Это было ужасно. Услыхав такие наши разговоры, человек посторонний вызвал бы полицию, чтобы предотвратить кровопролитие. И мне кажется, мы были не единственные. В домашней обстановке нечто подобное творилось, наверно, по всей стране. Язык прилипал у всех к гортани только на людях.
Выходило так, будто я приехал на родину главным образом для того, чтобы ввязываться в политические драки, но в промежутках между ними мне все же удалось кое-где побывать. Состоялась трогательная встреча друзей в баре Джонни Гарсиа в Монтерее с потоками слез и объятиями, речами и нежными излияниями на росо[36] испанском языке времен моей юности. Среди присутствующих были индейцы, которых я помнил голопузыми ребятишками. Годы откатились вспять. Мы танцевали, не касаясь друг друга, заложив руки за спину. И пели гимн здешних мест:
Один молодой паренеки
Соскучился жить одиноки.
И вот в город Фриско
К податливым киско
Спешит на свидание он.
Puta chinigada cabron.[37]
Я не слышал этой песенки бог знает сколько лет. Все было как раньше. Годы попрятались по своим норкам. Это был прежний Монтерей, где на арену выпускали одновременно одичалого быка и медведя-гризли; это была прежняя обитель умильно-сентиментальной жестокости и мудрого простодушия, еще неведомого грязным умам, а следовательно, и не загаженного ими.
Мы сидели в баре, и Джонни Гарсиа смотрел на нас заплаканными испанскими глазами. Ворот рубашки у него был расстегнут, в вырезе виднелась золотая медалька на цепочке. Он перегнулся через стойку и сказал тому, кто сидел ближе всех:
– Посмотри! Это у меня вот от него, от Хуанито. Много лет назад он привез ее мне из Мексики — La Morena, la Virginita de Guadeloupe.[38] А вот здесь, — он повернул золотой овал, — здесь наши имена — его и мое.
Я сказал:
– Нацарапанные булавкой.
– Я ношу ее не снимая, — сказал Джонни.
Незнакомый мне пайсано,[39] высокий, темнолицый, стал на нижнюю рейку и наклонился к Джонни Гарсиа.
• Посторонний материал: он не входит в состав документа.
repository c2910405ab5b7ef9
//! 合成 TCP 流
//!
//! 四元组始终描述发起方（client）。握手报文的 seq/ack 按以下关系生成：
//! - SYN:     client -> server, seq = 0, ack = 0
//! - SYN-ACK: server -> client, seq = 0, ack = syn.seq + 1
//! - ACK:     client -> server, seq = synack.ack, ack = synack.seq + 1

use tracing::debug;

use super::error::Result;
use super::packet::Packet;

/// 一条双端交互的有序报文序列；只增不减。
#[derive(Debug, Clone, Default, PartialEq, Eq)]
pub struct PacketFlow {
    src_addr: String,
    dst_addr: String,
    src_port: u16,
    dst_port: u16,
    packets: Vec<Packet>,
}

#[derive(Debug, Clone, Copy)]
enum Direction {
    ClientToServer,
    ServerToClient,
}

impl PacketFlow {
    pub fn new(
        src_addr: impl Into<String>,
        dst_addr: impl Into<String>,
        src_port: u16,
        dst_port: u16,
    ) -> Self {
        Self {
            src_addr: src_addr.into(),
            dst_addr: dst_addr.into(),
            src_port,
            dst_port,
            packets: Vec::new(),
        }
    }

    pub fn src_addr(&self) -> &str {
        &self.src_addr
    }

    pub fn dst_addr(&self) -> &str {
        &self.dst_addr
    }

    pub fn src_port(&self) -> u16 {
        self.src_port
    }

    pub fn dst_port(&self) -> u16 {
        self.dst_port
    }

    fn new_packet(&self, dir: Direction) -> Result<Packet> {
        let mut pkt = Packet::new();
        match dir {
            Direction::ClientToServer => {
                pkt.add_ip_layer(&self.src_addr, &self.dst_addr)?;
                pkt.add_tcp_layer(self.src_port, self.dst_port)?;
            }
            Direction::ServerToClient => {
                pkt.add_ip_layer(&self.dst_addr, &self.src_addr)?;
                pkt.add_tcp_layer(self.dst_port, self.src_port)?;
            }
        }
        Ok(pkt)
    }

    // 三个报文全部构造成功后才追加，失败时流保持不变。
    fn build_handshake(&self) -> Result<[Packet; 3]> {
        let mut syn = self.new_packet(Direction::ClientToServer)?;
        syn.set_syn()?;
        syn.set_sequence_number(0)?;
        syn.set_acknowledgment_number(0)?;
        let syn_seq = syn.sequence_number().unwrap_or_default();

        let mut syn_ack = self.new_packet(Direction::ServerToClient)?;
        syn_ack.set_syn_ack()?;
        syn_ack.set_sequence_number(0)?;
        syn_ack.set_acknowledgment_number(syn_seq.wrapping_add(1))?;
        let syn_ack_seq = syn_ack.sequence_number().unwrap_or_default();
        let syn_ack_ack = syn_ack.acknowledgment_number().unwrap_or_default();

        let mut ack = self.new_packet(Direction::ClientToServer)?;
        ack.set_ack()?;
        ack.set_sequence_number(syn_ack_ack)?;
        ack.set_acknowledgment_number(syn_ack_seq.wrapping_add(1))?;

        Ok([syn, syn_ack, ack])
    }

    /// 追加一组三次握手报文，返回新追加的三个报文。
    ///
    /// 重复调用会再追加一组，不会替换已有报文。
    #[tracing::instrument(
        skip(self),
        fields(src = %self.src_addr, dst = %self.dst_addr, sport = self.src_port, dport = self.dst_port)
    )]
    pub fn generate_handshake(&mut self) -> Result<&[Packet]> {
        let start = self.packets.len();
        let triplet = self.build_handshake()?;
        self.packets.extend(triplet);
        debug!(total = self.packets.len(), "handshake appended");
        Ok(&self.packets[start..])
    }

    /// 握手之后追加一个带载荷的 PSH-ACK 数据段（client -> server），
    /// 返回新追加的四个报文。
    #[tracing::instrument(skip(self, payload), fields(payload_len = payload.len()))]
    pub fn generate_handshake_with_payload(&mut self, payload: &[u8]) -> Result<&[Packet]> {
        let start = self.packets.len();
        let triplet = self.build_handshake()?;
        let last_ack = &triplet[2];

        let mut data = self.new_packet(Direction::ClientToServer)?;
        data.set_psh_ack()?;
        data.set_sequence_number(last_ack.sequence_number().unwrap_or_default())?;
        data.set_acknowledgment_number(
            last_ack.acknowledgment_number().unwrap_or_default(),
        )?;
        data.set_payload(payload)?;

        self.packets.extend(triplet);
        self.packets.push(data);
        debug!(total = self.packets.len(), "handshake with payload appended");
        Ok(&self.packets[start..])
    }

    pub fn packets(&self) -> &[Packet] {
        &self.packets
    }

    pub fn len(&self) -> usize {
        self.packets.len()
    }

    pub fn is_empty(&self) -> bool {
        self.packets.is_empty()
    }

    /// 第 `index` 个报文，越界返回 `None`
    pub fn nth_packet(&self, index: usize) -> Option<&Packet> {
        self.packets.get(index)
    }

    fn filter(&self, syn: bool, ack: bool) -> Vec<&Packet> {
        self.packets
            .iter()
            .filter(|p| p.syn() == syn && p.ack() == ack && !p.fin())
            .collect()
    }

    /// SYN 且非 ACK、非 FIN
    pub fn syn_packets(&self) -> Vec<&Packet> {
        self.filter(true, false)
    }

    /// SYN + ACK，非 FIN
    pub fn syn_ack_packets(&self) -> Vec<&Packet> {
        self.filter(true, true)
    }

    /// ACK 且非 SYN、非 FIN（包括 PSH-ACK 数据段）
    pub fn ack_packets(&self) -> Vec<&Packet> {
        self.filter(false, true)
    }

    /// 按顺序序列化全部报文
    pub fn to_bytes(&mut self) -> Result<Vec<Vec<u8>>> {
        self.packets.iter_mut().map(Packet::serialize).collect()
    }
}
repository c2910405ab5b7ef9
//! 打印 NFQUEUE 队列配置（JSON），供规则生成方读取

use clap::Parser;
use enforcer_fixtures::fqconfig::{
    DEFAULT_MARK_VALUE, DEFAULT_NUMBER_OF_QUEUES, DEFAULT_QUEUE_SIZE, DEFAULT_QUEUE_START,
    QueueConfigParams,
};
use tracing::{error, info};

#[derive(Debug, Parser)]
#[command(
    name = "fqconfig",
    about = "Compute NFQUEUE queue ranges and print them as JSON"
)]
struct Args {
    /// 关闭 syn/ack/svc 分队列
    #[arg(long)]
    no_separation: bool,
    #[arg(long, default_value_t = DEFAULT_MARK_VALUE)]
    mark: u32,
    #[arg(long, default_value_t = DEFAULT_QUEUE_START)]
    queue_start: u16,
    /// 每类 network 队列数
    #[arg(long, default_value_t = DEFAULT_NUMBER_OF_QUEUES)]
    network_queues: u16,
    /// 每类 application 队列数
    #[arg(long, default_value_t = DEFAULT_NUMBER_OF_QUEUES)]
    application_queues: u16,
    #[arg(long, default_value_t = DEFAULT_QUEUE_SIZE)]
    network_queue_size: u32,
    #[arg(long, default_value_t = DEFAULT_QUEUE_SIZE)]
    application_queue_size: u32,
    /// Inline JSON parameter object; overrides all other flags
    #[arg(long)]
    params: Option<String>,
    /// Pretty-print the JSON output
    #[arg(long)]
    pretty: bool,
}

fn main() {
    tracing_subscriber::fmt()
        .with_env_filter(
            tracing_subscriber::EnvFilter::try_from_default_env()
                .unwrap_or_else(|_| tracing_subscriber::EnvFilter::new("info")),
        )
        .with_writer(std::io::stderr)
        .with_file(true)
        .with_line_number(true)
        .with_target(true)
        .init();

    let args = Args::parse();

    let params = match &args.params {
        Some(raw) => match serde_json::from_str::<QueueConfigParams>(raw) {
            Ok(p) => p,
            Err(e) => {
                error!(error = %e, "invalid --params");
                std::process::exit(2);
            }
        },
        None => QueueConfigParams {
            queue_separation: !args.no_separation,
            mark_value: args.mark,
            queue_start: args.queue_start,
            network_queues: args.network_queues,
            application_queues: args.application_queues,
            network_queue_size: args.network_queue_size,
            application_queue_size: args.application_queue_size,
        },
    };
    info!(?params, "building queue config");

    let cfg = params.build();
    let out = if args.pretty {
        serde_json::to_string_pretty(&cfg)
    } else {
        serde_json::to_string(&cfg)
    };
    match out {
        Ok(s) => println!("{s}"),
        Err(e) => {
            error!(error = %e, "failed to serialize config");
            std::process::exit(1);
        }
    }
}
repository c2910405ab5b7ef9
//! 队列号区间

use std::fmt;

/// 闭区间 `[first, last]`，渲染为 iptables 的 `first:last` 形式。
#[derive(Debug, Clone, Copy, PartialEq, Eq, Hash)]
pub struct QueueRange {
    pub first: u16,
    pub last: u16,
}

impl QueueRange {
    /// 从 `start` 开始、宽度为 `count` 的区间。
    ///
    /// 与 16 位队列号一致按回绕计算：`count == 0` 时 `last = start - 1`（回绕），
    /// `start > 0` 时得到空区间，`start == 0` 时回绕成 `0:65535`。
    /// 溢出属于调用方的参数问题。
    pub fn from_start(start: u16, count: u16) -> Self {
        Self {
            first: start,
            last: start.wrapping_add(count).wrapping_sub(1),
        }
    }

    /// 区间内队列个数
    pub fn len(&self) -> usize {
        if self.last < self.first {
            return 0;
        }
        (self.last - self.first) as usize + 1
    }

    pub fn is_empty(&self) -> bool {
        self.len() == 0
    }

    pub fn contains(&self, queue: u16) -> bool {
        self.first <= queue && queue <= self.last
    }

    pub fn overlaps(&self, other: &QueueRange) -> bool {
        !self.is_empty()
            && !other.is_empty()
            && self.first <= other.last
            && other.first <= self.last
    }
}

impl fmt::Display for QueueRange {
    fn fmt(&self, f: &mut fmt::Formatter<'_>) -> fmt::Result {
        write!(f, "{}:{}", self.first, self.last)
    }
}

impl serde::Serialize for QueueRange {
    fn serialize<S: serde::Serializer>(&self, serializer: S) -> Result<S::Ok, S::Error> {
        serializer.collect_str(self)
    }
}
//! NFQUEUE 队列号分配
//!
//! 将一段连续的队列号空间按方向（application / network）和握手阶段
//! （syn / ack / svc）切分成若干子区间，供防火墙规则生成方使用。

mod params;
mod queue_config;
mod range;

pub use params::QueueConfigParams;
pub use queue_config::QueueConfig;
pub use range::QueueRange;

/// 默认是否按包类型分队列
pub const DEFAULT_QUEUE_SEPARATION: bool = true;
/// 每类默认队列数
pub const DEFAULT_NUMBER_OF_QUEUES: u16 = 4;
/// 默认起始队列号
pub const DEFAULT_QUEUE_START: u16 = 0;
/// 默认队列长度
pub const DEFAULT_QUEUE_SIZE: u32 = 500;
/// raw 链上默认打的 mark
pub const DEFAULT_MARK_VALUE: u32 = 0x1111;
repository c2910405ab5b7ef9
mod flow;
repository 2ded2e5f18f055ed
// Economy infrastructure - balance stores and notifiers

mod in_memory;
mod json_balance_store;
mod notifiers;

pub use in_memory::InMemoryBalanceStore;
pub use json_balance_store::JsonBalanceStore;
pub use notifiers::{GachaLogFile, TracingNotifier};
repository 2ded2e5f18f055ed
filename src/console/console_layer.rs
// Console layer - turns stdin lines into economy commands.

#[path = "commands.rs"]
pub mod commands;

pub use commands::{handle_line, Data};
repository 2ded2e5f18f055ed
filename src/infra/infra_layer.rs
// The infra module contains implementations of core traits.
// Each feature implementation goes in its own submodule.

#[path = "economy/mod.rs"]
pub mod economy;
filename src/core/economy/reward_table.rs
// Gacha reward table
//
// The fixed list of weighted outcomes a roll can land on. Each entry carries
// its effect explicitly so nothing downstream has to read meaning out of the
// display label.

use super::EconomyError;
use rand::Rng;
use serde::Serialize;

/// What a reward does to the roller's balance.
#[derive(Debug, Clone, Copy, PartialEq, Eq, Serialize)]
#[serde(rename_all = "snake_case")]
pub enum RewardEffect {
    /// A prize handled outside the ledger (free pictures, discounts).
    Informational,
    /// Credit this many points back to the roller.
    GrantPoints(u64),
}

impl RewardEffect {
    /// Points credited by this effect, 0 for informational prizes.
    pub fn points(&self) -> u64 {
        match self {
            RewardEffect::Informational => 0,
            RewardEffect::GrantPoints(amount) => *amount,
        }
    }
}

/// One weighted entry in the reward table.
#[derive(Debug, Clone, Copy, PartialEq, Eq, Serialize)]
pub struct Reward {
    pub label: &'static str,
    pub weight: u32,
    pub effect: RewardEffect,
}

impl Reward {
    pub const fn informational(label: &'static str, weight: u32) -> Self {
        Self {
            label,
            weight,
            effect: RewardEffect::Informational,
        }
    }

    pub const fn points(label: &'static str, weight: u32, amount: u64) -> Self {
        Self {
            label,
            weight,
            effect: RewardEffect::GrantPoints(amount),
        }
    }
}

/// The reward set offered by the gacha machine. Weights sum to 100.
pub const STANDARD_REWARDS: [Reward; 9] = [
    Reward::informational("free 2 single pic", 5),
    Reward::informational("free 1 single pic", 5),
    Reward::informational("free 1 couple pic", 5),
    Reward::informational("discount 5%", 5),
    Reward::points("add point +100", 30, 100),
    Reward::points("add point +200", 20, 200),
    Reward::points("add point +300", 20, 300),
    Reward::points("add point +400", 5, 400),
    Reward::points("add point +500", 5, 500),
];

/// Weighted random selector over a static reward list.
#[derive(Debug, Clone)]
pub struct RewardTable {
    rewards: &'static [Reward],
    total_weight: u32,
}

impl RewardTable {
    /// Build a table, rejecting empty lists and zero weights.
    #[allow(dead_code)]
    pub fn new(rewards: &'static [Reward]) -> Result<Self, EconomyError> {
        if rewards.is_empty() {
            return Err(EconomyError::InvalidRewardTable(
                "reward table must not be empty".to_string(),
            ));
        }
        if let Some(reward) = rewards.iter().find(|r| r.weight == 0) {
            return Err(EconomyError::InvalidRewardTable(format!(
                "reward '{}' has zero weight",
                reward.label
            )));
        }

        let total_weight = rewards
            .iter()
            .try_fold(0u32, |acc, r| acc.checked_add(r.weight))
            .ok_or_else(|| {
                EconomyError::InvalidRewardTable("total weight overflows".to_string())
            })?;

        Ok(Self {
            rewards,
            total_weight,
        })
    }

    /// The table the bot ships with.
    pub fn standard() -> Self {
        Self {
            rewards: &STANDARD_REWARDS,
            total_weight: STANDARD_REWARDS.iter().map(|r| r.weight).sum(),
        }
    }

    #[allow(dead_code)]
    pub fn total_weight(&self) -> u32 {
        self.total_weight
    }

    #[allow(dead_code)]
    pub fn rewards(&self) -> &'static [Reward] {
        self.rewards
    }

    /// Draw one reward. `r` is uniform in `[0, total_weight)`.
    pub fn draw<R: Rng + ?Sized>(&self, rng: &mut R) -> Reward {
        let r = rng.gen_range(0.0..f64::from(self.total_weight));
        self.pick(r)
    }

    /// Walk the table in declaration order and return the first entry whose
    /// running upper bound reaches `r`.
    ///
    /// The comparison is inclusive, so a value sitting exactly on a boundary
    /// belongs to the earlier entry.
    pub fn pick(&self, r: f64) -> Reward {
        let mut upto = 0.0;
        for reward in self.rewards {
            let weight = f64::from(reward.weight);
            if upto + weight >= r {
                return *reward;
            }
            upto += weight;
        }

        // Only reachable for r >= total_weight
        self.rewards[self.rewards.len() - 1]
    }
}

impl Default for RewardTable {
    fn default() -> Self {
        Self::standard()
    }
}
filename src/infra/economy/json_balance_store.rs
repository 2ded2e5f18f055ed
use crate::core::economy::{BalanceStore, EconomyError};
use async_trait::async_trait;
use std::collections::BTreeMap;
use std::ffi::OsString;
use std::fs::File;
use std::io::{BufReader, ErrorKind};
use std::path::{Path, PathBuf};
use tokio::sync::{Mutex, RwLock};

/// JSON-backed balance store. The whole ledger lives in one file as a flat map:
/// { "<user_id>": points }
pub struct JsonBalanceStore {
    path: PathBuf,
    cache: RwLock<BTreeMap<String, u64>>,
    write_lock: Mutex<()>,
}

impl JsonBalanceStore {
    /// Load the snapshot at `path`. A missing file is an empty ledger; anything
    /// that exists but doesn't parse is an error.
    pub fn load(path: impl Into<PathBuf>) -> Result<Self, EconomyError> {
        let path = path.into();
        let cache = match File::open(&path) {
            Ok(file) => serde_json::from_reader(BufReader::new(file)).map_err(|e| {
                EconomyError::MalformedSnapshot(format!("{}: {}", path.display(), e))
            })?,
            Err(e) if e.kind() == ErrorKind::NotFound => BTreeMap::new(),
            Err(e) => {
                return Err(EconomyError::MalformedSnapshot(format!(
                    "{}: {}",
                    path.display(),
                    e
                )))
            }
        };

        tracing::info!(path = %path.display(), users = cache.len(), "Loaded balance snapshot");

        Ok(Self {
            path,
            cache: RwLock::new(cache),
            write_lock: Mutex::new(()),
        })
    }

    pub fn path(&self) -> &Path {
        &self.path
    }

    fn temp_path(&self) -> PathBuf {
        let mut name = OsString::from(self.path.as_os_str());
        name.push(".tmp");
        PathBuf::from(name)
    }
}

#[async_trait]
impl BalanceStore for JsonBalanceStore {
    async fn lookup(&self, user_id: &str) -> Option<u64> {
        let cache = self.cache.read().await;
        cache.get(user_id).copied()
    }

    async fn set(&self, user_id: &str, points: u64) {
        let mut cache = self.cache.write().await;
        cache.insert(user_id.to_string(), points);
    }

    async fn remove(&self, user_id: &str) {
        let mut cache = self.cache.write().await;
        cache.remove(user_id);
    }

    async fn persist(&self) -> Result<(), EconomyError> {
        let _write = self.write_lock.lock().await;

        let bytes = {
            let cache = self.cache.read().await;
            serde_json::to_vec_pretty(&*cache)
                .map_err(|e| EconomyError::Persistence(e.to_string()))?
        };

        // Write beside the snapshot and swap it in so a crash never leaves half a file
        let tmp = self.temp_path();
        std::fs::write(&tmp, bytes).map_err(|e| {
            EconomyError::Persistence(format!("{}: {}", tmp.display(), e))
        })?;
        if let Err(e) = std::fs::rename(&tmp, &self.path) {
            if let Err(cleanup) = std::fs::remove_file(&tmp) {
                tracing::warn!(path = %tmp.display(), error = %cleanup, "Failed to remove temp snapshot");
            }
            return Err(EconomyError::Persistence(format!(
                "{}: {}",
                self.path.display(),
                e
            )));
        }

        Ok(())
    }
}
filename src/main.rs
// This is the entry point of the gacha points bot.
//
// **Architecture Overview:**
// - `core/` = Business logic (ledger, reward table, transactions)
// - `infra/` = Implementations of core traits (JSON snapshot, notifiers)
// - `console/` = Line-based command dispatcher
//
// This file's job is to:
// 1. Load configuration
// 2. Initialize services (dependency injection)
// 3. Feed incoming commands to the dispatcher

// These attrs point each module declaration at a more descriptive root file
// so we don't end up with several mod.rs files that all look the same.
#[path = "core/core_layer.rs"]
mod core;
#[path = "console/console_layer.rs"]
mod console;
#[path = "infra/infra_layer.rs"]
mod infra;
mod config;

use crate::config::Settings;
use crate::console::{handle_line, Data};
use crate::core::economy::{BalanceStore, EconomyService, Notifier};
use crate::infra::economy::{GachaLogFile, InMemoryBalanceStore, JsonBalanceStore, TracingNotifier};
use anyhow::Context;
use std::sync::Arc;
use tokio::io::{AsyncBufReadExt, BufReader};
use tracing_subscriber::EnvFilter;

/// Read commands from stdin until EOF, printing one reply per command.
async fn run<S: BalanceStore>(data: Data<S>) -> anyhow::Result<()> {
    let mut lines = BufReader::new(tokio::io::stdin()).lines();

    while let Some(line) = lines.next_line().await? {
        if let Some(reply) = handle_line(&data, &line).await {
            println!("{}", reply);
        }
    }

    tracing::info!("Input closed, shutting down");
    Ok(())
}

#[tokio::main]
async fn main() -> anyhow::Result<()> {
    // Load environment variables from .env file (if it exists), before logging
    // so RUST_LOG can come from there too
    dotenv::dotenv().ok();

    // Initialize logging so we can see what's happening
    tracing_subscriber::fmt()
        .with_env_filter(EnvFilter::try_from_default_env().unwrap_or_else(|_| EnvFilter::new("info")))
        .with_writer(std::io::stderr)
        .init();

    let settings = Settings::from_env()?;

    // Keep runtime data in a dedicated folder so the repo root stays tidy.
    for path in settings.data_file.iter().chain([&settings.gacha_log_file]) {
        if let Some(dir) = path.parent().filter(|d| !d.as_os_str().is_empty()) {
            std::fs::create_dir_all(dir)
                .with_context(|| format!("Failed to create data directory {}", dir.display()))?;
        }
    }

    // ========================================================================
    // DEPENDENCY INJECTION
    // ========================================================================

    let notifiers: Vec<Arc<dyn Notifier>> = vec![
        Arc::new(TracingNotifier),
        Arc::new(GachaLogFile::new(&settings.gacha_log_file)),
    ];

    tracing::info!(
        owner_id = %settings.owner_id,
        roll_cost = settings.economy.roll_cost,
        "🎰 Gacha bot is ready"
    );

    match &settings.data_file {
        Some(path) => {
            // A corrupt snapshot needs an operator, so refuse to start
            let store = JsonBalanceStore::load(path).context("Failed to load balance snapshot")?;
            tracing::info!(path = %store.path().display(), "Using JSON balance snapshot");
            let economy = EconomyService::new_with_config(store, settings.economy.clone());
            run(Data {
                economy: Arc::new(economy),
                notifiers,
                owner_id: settings.owner_id.clone(),
            })
            .await
        }
        None => {
            tracing::warn!("DATA_FILE is empty, balances will not be saved");
            let economy =
                EconomyService::new_with_config(InMemoryBalanceStore::new(), settings.economy.clone());
            run(Data {
                economy: Arc::new(economy),
                notifiers,
                owner_id: settings.owner_id.clone(),
            })
            .await
        }
    }
}
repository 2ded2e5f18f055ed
// Runtime configuration, read from the environment (and `.env` via dotenv in main).

use crate::core::economy::EconomyConfig;
use anyhow::{anyhow, Context, Result};
use std::path::PathBuf;

const DEFAULT_DATA_FILE: &str = "data/data.json";
const DEFAULT_GACHA_LOG_FILE: &str = "data/gacha_log.jsonl";

#[derive(Debug, Clone)]
pub struct Settings {
    /// Balance snapshot. `None` keeps the ledger in memory only.
    pub data_file: Option<PathBuf>,
    pub gacha_log_file: PathBuf,
    /// Only this user may grant points.
    pub owner_id: String,
    pub economy: EconomyConfig,
}

impl Settings {
    pub fn from_env() -> Result<Self> {
        Self::from_lookup(|key| std::env::var(key).ok())
    }

    pub fn from_lookup<F>(lookup: F) -> Result<Self>
    where
        F: Fn(&str) -> Option<String>,
    {
        let owner_id = lookup("OWNER_ID")
            .map(|v| v.trim().to_string())
            .filter(|v| !v.is_empty())
            .ok_or_else(|| anyhow!("Missing OWNER_ID environment variable"))?;

        // An explicitly empty DATA_FILE means a throwaway in-memory ledger
        let data_file = match lookup("DATA_FILE") {
            Some(v) if v.trim().is_empty() => None,
            Some(v) => Some(PathBuf::from(v)),
            None => Some(PathBuf::from(DEFAULT_DATA_FILE)),
        };

        let gacha_log_file = lookup("GACHA_LOG_FILE")
            .map(PathBuf::from)
            .unwrap_or_else(|| PathBuf::from(DEFAULT_GACHA_LOG_FILE));

        let defaults = EconomyConfig::default();
        let roll_cost = parse_or(&lookup, "ROLL_COST", defaults.roll_cost)?;
        let max_grant = parse_or(&lookup, "MAX_GRANT", defaults.max_grant)?;

        Ok(Self {
            data_file,
            gacha_log_file,
            owner_id,
            economy: EconomyConfig {
                roll_cost,
                max_grant,
            },
        })
    }
}

fn parse_or<F>(lookup: &F, key: &str, default: u64) -> Result<u64>
where
    F: Fn(&str) -> Option<String>,
{
    match lookup(key) {
        Some(raw) => raw
            .trim()
            .parse::<u64>()
            .with_context(|| format!("{} must be a non-negative integer, got '{}'", key, raw)),
        None => Ok(default),
    }
}
// The core module contains all business logic.
// Each feature gets its own submodule.

#[path = "economy/mod.rs"]
pub mod economy;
– Favor?[40] — спросил он, и Джонни не глядя протянул ему свою медаль. Пайсано поцеловал ее, сказал «gracias»[41] и быстро вышел из бара, толкнув перед собой обе створки двери.
Джонни задышал всей грудью от волнения, глаза у него увлажнились.
– Хуанито, — сказал он, — вернись домой! Вернись к своим друзьям! Мы любим тебя. Ты нам нужен. Твое место здесь, compadre,[42] нельзя, чтобы оно пустовало.
Должен признаться, что былые чувства и позывы к красноречию подкатывали мне к горлу, а ведь в жилах моих нет ни капли испанской крови.
– Cunado mio,[43] — сказал я с грустью, — я живу теперь в Нью-Йорке.
– Нью-Йорк мне не нравится, — сказал Джонни.
– Ты же там никогда не был.
– Да. Потому он мне и не нравится. Тебе надо вернуться сюда, в свои родные места.
Я здорово выпил и (представьте себе!) неожиданно для самого себя разразился речью. Слова, долгие годы не бывшие в употреблении, вдруг посыпались из меня, как горох.
– Да обретет уши сердце твое, мой дядя и друг мой. Мы уже не прежние жеребятки — ни ты, ни я. Время разрешило кое-какие наши проблемы.
– Молчать! — сказал он. — Я не желаю этого слушать. Это неправда. Ты все так же любишь вино, и ты все так же любишь девочек. Что изменилось? Я же знаю тебя.
– Жил на свете один большой человек, по имени Томас Вулф, и он написал книгу, которая называется «Домой возврата нет». И это верно.
– Ложь! — сказал Джонни. — Ведь здесь твоя колыбель, твой дом. — Он вдруг ударил по стойке бейсбольной битой, которую всегда держал наготове для наведения порядка в баре. — Свершатся сроки — может быть, через сто лет, — и здесь ты должен обрести свою могилу. — Бита выпала у него из рук, и он зарыдал, представив себе мою неизбежную кончину. Меня самого прошибло слезой при мысли об этом.
Я посмотрел на свой пустой стакан.
– Ох, Боже мой! — сказал Джонни. — Ох, прости меня! — И он налил нам всем.
Шеренга вдоль стойки смолкла, на темных лицах было написано учтивое безразличие.
– За твое возвращение домой, compadre, — сказал Джонни. — Черт тебя подери, Иоанн Креститель! Уж очень ты налегаешь на даровую закуску!
– Conejo de mi Alma,[44] — сказал я. — Выслушай меня.
Высокий темный пайсано снова вошел в бар, перегнулся через стойку, поцеловал медаль Джонни и вышел.
Я сказал с раздражением:
– В былые времена человека выслушивали до конца. Что тут, по билетам говорят? Заказ надо заранее сделать, чтобы рассказать хоть что-нибудь?
Джонни повернулся лицом к затихшему бару.